### Data to use
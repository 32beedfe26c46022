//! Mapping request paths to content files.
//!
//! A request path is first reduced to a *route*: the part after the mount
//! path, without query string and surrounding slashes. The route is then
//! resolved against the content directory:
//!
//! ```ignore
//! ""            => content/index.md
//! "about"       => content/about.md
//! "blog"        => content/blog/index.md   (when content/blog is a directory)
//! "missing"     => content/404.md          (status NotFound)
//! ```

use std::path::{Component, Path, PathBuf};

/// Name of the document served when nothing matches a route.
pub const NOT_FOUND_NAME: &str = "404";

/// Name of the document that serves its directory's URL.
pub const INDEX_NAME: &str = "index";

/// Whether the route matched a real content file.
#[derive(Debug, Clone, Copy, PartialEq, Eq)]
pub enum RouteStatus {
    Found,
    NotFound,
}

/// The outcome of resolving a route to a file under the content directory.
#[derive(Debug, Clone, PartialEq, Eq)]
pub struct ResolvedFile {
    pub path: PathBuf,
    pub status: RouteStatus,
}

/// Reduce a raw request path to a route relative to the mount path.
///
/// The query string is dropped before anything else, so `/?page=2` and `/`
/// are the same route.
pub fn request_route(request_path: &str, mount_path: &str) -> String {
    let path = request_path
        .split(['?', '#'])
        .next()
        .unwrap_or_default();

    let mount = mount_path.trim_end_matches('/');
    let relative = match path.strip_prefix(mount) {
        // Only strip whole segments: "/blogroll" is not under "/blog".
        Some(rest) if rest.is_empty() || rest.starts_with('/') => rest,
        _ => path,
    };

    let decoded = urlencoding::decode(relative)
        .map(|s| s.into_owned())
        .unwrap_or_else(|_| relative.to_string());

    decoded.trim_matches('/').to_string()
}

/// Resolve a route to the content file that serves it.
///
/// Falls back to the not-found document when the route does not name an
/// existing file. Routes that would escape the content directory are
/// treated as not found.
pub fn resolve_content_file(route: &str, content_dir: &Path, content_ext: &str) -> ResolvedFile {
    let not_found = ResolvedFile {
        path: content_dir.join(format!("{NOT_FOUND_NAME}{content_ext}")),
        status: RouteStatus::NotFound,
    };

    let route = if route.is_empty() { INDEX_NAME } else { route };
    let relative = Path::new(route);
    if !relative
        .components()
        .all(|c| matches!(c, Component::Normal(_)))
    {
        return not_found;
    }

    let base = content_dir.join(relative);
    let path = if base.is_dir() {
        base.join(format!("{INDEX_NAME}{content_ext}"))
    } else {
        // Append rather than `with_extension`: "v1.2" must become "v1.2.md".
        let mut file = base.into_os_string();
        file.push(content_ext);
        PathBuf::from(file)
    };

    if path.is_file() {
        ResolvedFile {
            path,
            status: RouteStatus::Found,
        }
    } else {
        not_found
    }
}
--
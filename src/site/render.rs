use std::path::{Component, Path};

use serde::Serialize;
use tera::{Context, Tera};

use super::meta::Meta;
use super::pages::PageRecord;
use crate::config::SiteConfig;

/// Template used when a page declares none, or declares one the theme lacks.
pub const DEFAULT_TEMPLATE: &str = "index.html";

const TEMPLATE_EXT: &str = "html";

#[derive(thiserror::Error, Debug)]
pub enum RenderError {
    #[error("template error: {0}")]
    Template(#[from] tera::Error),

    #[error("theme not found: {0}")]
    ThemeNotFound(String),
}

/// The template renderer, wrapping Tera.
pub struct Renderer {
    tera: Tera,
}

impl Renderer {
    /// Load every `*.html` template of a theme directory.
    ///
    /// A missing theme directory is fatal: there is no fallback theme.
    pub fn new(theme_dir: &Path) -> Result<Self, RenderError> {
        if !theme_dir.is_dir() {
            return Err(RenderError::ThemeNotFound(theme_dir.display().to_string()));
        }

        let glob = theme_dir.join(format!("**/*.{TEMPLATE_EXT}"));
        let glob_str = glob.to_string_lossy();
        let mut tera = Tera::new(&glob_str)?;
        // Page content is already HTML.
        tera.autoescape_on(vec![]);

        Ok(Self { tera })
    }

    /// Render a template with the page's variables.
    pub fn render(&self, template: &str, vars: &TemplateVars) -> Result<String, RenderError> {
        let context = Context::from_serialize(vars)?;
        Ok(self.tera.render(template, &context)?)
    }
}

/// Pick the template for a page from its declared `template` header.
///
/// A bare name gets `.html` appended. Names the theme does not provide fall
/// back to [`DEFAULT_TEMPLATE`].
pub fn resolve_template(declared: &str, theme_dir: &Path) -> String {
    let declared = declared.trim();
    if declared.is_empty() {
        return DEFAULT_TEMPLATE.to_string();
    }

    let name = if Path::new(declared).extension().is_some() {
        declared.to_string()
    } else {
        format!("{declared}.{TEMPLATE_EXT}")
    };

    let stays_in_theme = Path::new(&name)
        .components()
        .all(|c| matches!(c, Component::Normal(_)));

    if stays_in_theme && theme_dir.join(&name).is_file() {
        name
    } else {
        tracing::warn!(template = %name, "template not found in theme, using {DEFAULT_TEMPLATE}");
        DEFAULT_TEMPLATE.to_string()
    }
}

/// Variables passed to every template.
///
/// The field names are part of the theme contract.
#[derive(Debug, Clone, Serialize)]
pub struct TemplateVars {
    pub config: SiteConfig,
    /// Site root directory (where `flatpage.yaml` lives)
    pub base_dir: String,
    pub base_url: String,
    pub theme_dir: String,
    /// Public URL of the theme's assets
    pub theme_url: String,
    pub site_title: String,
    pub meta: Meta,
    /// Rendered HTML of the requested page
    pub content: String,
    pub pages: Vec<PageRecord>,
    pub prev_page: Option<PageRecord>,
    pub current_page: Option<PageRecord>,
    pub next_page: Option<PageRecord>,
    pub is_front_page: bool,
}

### What you should do
The output should be exactly the lines above from the line containing "repository 32beedfe26c46022" to the line containing "real content file.", inclusive, with no other lines.

### Your solution
repository 32beedfe26c46022
//! Mapping request paths to content files.
//!
//! A request path is first reduced to a *route*: the part after the mount
//! path, without query string and surrounding slashes. The route is then
//! resolved against the content directory:
//!
//! ```ignore
//! ""            => content/index.md
//! "about"       => content/about.md
//! "blog"        => content/blog/index.md   (when content/blog is a directory)
//! "missing"     => content/404.md          (status NotFound)
//! ```

use std::path::{Component, Path, PathBuf};

/// Name of the document served when nothing matches a route.
pub const NOT_FOUND_NAME: &str = "404";

/// Name of the document that serves its directory's URL.
pub const INDEX_NAME: &str = "index";

/// Whether the route matched a real content file.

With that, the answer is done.